DATA FOR THE TASK ::
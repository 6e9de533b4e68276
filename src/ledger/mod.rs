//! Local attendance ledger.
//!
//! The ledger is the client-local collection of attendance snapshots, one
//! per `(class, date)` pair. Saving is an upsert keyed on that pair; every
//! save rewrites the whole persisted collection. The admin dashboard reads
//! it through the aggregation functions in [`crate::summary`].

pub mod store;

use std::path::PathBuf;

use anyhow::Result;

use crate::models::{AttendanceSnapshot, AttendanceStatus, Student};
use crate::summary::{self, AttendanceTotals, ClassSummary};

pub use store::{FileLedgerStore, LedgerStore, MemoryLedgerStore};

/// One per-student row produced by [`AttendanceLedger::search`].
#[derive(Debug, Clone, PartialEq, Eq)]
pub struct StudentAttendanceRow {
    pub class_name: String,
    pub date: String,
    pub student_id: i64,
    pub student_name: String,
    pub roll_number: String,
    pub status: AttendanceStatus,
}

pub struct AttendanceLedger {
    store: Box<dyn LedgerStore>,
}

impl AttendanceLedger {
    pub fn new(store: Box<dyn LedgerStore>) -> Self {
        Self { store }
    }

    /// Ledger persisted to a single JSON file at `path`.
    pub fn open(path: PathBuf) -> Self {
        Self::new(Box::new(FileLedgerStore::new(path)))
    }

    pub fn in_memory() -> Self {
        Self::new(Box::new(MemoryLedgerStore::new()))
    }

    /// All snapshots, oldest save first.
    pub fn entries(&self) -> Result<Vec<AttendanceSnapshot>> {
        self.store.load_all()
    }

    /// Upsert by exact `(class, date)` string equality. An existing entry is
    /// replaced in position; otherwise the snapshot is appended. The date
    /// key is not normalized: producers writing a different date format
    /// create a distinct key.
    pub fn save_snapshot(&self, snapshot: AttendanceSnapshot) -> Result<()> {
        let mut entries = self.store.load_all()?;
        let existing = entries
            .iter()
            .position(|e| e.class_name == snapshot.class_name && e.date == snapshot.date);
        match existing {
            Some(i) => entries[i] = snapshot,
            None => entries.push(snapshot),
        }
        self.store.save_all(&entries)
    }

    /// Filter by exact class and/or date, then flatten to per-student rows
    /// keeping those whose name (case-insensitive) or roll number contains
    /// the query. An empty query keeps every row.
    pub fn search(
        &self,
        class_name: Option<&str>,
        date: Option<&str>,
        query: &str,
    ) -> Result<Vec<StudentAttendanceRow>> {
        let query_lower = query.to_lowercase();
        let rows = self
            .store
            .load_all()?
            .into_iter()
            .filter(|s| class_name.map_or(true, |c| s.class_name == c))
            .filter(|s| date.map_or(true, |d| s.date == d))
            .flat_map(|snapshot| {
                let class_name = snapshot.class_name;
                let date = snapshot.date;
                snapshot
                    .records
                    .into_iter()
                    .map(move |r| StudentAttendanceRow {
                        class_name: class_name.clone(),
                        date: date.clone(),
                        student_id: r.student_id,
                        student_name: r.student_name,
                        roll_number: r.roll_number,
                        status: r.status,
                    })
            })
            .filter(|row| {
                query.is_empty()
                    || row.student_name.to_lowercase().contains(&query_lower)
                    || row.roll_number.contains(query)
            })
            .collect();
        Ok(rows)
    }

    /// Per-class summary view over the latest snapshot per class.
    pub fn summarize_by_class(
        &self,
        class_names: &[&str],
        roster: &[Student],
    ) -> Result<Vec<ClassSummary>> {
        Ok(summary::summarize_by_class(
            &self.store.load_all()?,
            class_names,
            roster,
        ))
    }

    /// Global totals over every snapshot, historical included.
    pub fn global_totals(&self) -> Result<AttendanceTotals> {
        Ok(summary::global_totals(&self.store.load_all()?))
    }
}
* * *
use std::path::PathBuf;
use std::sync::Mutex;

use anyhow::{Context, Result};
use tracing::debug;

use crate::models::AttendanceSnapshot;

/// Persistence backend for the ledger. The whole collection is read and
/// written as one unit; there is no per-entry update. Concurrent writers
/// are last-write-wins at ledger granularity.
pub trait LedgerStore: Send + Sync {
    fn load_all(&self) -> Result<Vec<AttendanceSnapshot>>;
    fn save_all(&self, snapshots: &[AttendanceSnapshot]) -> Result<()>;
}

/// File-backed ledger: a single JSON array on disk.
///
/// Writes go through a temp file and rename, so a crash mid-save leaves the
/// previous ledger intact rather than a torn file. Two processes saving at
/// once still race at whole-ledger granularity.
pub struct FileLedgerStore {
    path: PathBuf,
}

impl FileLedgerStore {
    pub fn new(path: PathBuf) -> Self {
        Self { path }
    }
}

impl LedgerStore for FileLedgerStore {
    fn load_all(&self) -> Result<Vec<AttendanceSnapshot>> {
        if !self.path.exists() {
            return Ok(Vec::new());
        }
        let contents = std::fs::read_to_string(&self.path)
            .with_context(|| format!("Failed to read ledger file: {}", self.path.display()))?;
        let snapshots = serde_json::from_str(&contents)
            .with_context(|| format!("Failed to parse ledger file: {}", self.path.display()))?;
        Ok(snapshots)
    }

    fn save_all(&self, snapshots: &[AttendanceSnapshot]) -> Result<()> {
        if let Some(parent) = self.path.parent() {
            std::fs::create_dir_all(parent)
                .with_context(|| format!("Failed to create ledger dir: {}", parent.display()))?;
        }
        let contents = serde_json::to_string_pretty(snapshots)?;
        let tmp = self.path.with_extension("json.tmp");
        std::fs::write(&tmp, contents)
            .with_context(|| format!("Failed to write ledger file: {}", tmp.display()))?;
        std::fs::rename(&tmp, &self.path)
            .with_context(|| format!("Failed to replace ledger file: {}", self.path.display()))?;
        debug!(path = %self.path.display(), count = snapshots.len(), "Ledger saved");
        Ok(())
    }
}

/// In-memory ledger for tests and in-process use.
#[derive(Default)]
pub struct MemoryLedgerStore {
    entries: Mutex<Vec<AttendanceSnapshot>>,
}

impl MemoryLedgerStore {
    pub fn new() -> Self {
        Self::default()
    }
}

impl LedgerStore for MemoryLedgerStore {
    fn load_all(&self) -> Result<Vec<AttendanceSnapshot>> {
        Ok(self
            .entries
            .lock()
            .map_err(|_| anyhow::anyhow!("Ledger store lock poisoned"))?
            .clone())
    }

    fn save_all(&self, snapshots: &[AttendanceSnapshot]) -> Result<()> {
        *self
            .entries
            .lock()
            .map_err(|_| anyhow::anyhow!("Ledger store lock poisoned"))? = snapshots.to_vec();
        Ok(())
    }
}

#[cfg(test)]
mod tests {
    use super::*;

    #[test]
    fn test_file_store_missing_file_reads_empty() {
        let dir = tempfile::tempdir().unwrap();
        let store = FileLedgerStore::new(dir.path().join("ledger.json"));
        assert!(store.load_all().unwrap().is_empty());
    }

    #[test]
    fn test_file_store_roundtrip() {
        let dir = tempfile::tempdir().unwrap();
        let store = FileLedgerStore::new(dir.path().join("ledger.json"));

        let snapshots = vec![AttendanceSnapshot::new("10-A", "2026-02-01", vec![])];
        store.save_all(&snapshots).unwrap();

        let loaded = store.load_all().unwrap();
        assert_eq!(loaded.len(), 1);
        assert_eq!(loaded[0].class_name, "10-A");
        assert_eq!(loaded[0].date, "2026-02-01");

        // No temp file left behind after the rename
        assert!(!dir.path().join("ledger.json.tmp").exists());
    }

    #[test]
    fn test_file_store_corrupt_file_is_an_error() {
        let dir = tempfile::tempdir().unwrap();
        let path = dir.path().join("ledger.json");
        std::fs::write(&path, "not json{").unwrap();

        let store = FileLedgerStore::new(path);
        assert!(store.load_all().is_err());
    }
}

TASK DESCRIPTION ::
Above are the entries. Quote exactly the lines from the one bearing "repository 6e9de533b4e68276" through the one bearing "#[derive(Debug, Clone, PartialEq, Eq)]".

COMPLETED TASK ::
repository 6e9de533b4e68276
filename src/ledger/mod.rs
//! Local attendance ledger.
//!
//! The ledger is the client-local collection of attendance snapshots, one
//! per `(class, date)` pair. Saving is an upsert keyed on that pair; every
//! save rewrites the whole persisted collection. The admin dashboard reads
//! it through the aggregation functions in [`crate::summary`].

pub mod store;

use std::path::PathBuf;

use anyhow::Result;

use crate::models::{AttendanceSnapshot, AttendanceStatus, Student};
use crate::summary::{self, AttendanceTotals, ClassSummary};

pub use store::{FileLedgerStore, LedgerStore, MemoryLedgerStore};

/// One per-student row produced by [`AttendanceLedger::search`].
#[derive(Debug, Clone, PartialEq, Eq)]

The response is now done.